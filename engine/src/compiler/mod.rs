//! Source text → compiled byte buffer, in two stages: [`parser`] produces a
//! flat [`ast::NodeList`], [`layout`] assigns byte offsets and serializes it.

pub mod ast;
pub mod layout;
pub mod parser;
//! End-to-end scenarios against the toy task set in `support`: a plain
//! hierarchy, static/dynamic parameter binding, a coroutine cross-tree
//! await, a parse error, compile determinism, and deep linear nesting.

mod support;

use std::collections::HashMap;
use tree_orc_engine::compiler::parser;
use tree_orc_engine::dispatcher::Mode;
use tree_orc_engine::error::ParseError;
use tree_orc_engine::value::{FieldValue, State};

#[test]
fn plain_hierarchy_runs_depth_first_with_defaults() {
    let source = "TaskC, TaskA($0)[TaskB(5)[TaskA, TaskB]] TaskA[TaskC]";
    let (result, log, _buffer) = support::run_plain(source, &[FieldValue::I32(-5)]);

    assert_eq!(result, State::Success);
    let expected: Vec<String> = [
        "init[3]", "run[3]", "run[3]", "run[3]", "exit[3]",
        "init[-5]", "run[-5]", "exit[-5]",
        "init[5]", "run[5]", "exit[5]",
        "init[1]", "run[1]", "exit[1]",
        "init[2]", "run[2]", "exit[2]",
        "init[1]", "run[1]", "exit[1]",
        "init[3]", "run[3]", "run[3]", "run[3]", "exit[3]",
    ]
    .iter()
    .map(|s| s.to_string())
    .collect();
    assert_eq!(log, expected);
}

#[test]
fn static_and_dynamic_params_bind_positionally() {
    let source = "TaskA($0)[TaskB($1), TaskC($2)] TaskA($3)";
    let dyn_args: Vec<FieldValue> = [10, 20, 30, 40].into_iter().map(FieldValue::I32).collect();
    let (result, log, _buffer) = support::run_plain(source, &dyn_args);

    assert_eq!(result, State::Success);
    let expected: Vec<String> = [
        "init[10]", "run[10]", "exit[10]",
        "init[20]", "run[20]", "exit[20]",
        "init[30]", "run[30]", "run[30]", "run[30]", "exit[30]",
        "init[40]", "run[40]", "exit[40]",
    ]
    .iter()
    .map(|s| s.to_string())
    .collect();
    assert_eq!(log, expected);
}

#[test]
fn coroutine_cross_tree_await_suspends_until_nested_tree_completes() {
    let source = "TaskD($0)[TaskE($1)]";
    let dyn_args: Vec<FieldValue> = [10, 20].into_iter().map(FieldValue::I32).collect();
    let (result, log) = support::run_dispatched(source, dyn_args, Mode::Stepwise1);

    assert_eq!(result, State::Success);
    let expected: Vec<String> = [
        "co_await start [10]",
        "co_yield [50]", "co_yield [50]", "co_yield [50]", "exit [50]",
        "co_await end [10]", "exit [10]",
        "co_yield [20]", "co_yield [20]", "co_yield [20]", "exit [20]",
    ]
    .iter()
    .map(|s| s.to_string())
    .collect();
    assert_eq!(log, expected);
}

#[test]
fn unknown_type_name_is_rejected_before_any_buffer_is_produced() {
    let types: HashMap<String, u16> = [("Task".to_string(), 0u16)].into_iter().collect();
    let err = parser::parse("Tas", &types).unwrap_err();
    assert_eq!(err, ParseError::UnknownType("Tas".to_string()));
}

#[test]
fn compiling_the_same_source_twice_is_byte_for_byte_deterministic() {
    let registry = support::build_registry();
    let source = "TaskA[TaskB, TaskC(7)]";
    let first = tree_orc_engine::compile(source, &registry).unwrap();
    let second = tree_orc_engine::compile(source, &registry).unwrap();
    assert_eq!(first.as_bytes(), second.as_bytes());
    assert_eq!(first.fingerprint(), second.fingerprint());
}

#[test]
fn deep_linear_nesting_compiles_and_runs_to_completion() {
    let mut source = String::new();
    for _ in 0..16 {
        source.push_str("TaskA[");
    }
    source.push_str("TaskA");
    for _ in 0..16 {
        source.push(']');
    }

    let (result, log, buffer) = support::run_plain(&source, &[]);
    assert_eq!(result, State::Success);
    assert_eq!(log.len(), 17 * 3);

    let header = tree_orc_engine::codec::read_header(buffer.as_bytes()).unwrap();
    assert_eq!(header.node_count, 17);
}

□ □ □ □ □

PROMPT
Your answer must be a copy of every line in the data above that holds the string "layout".

EXERCISE OUTPUT
//! flat [`ast::NodeList`], [`layout`] assigns byte offsets and serializes it.
pub mod layout;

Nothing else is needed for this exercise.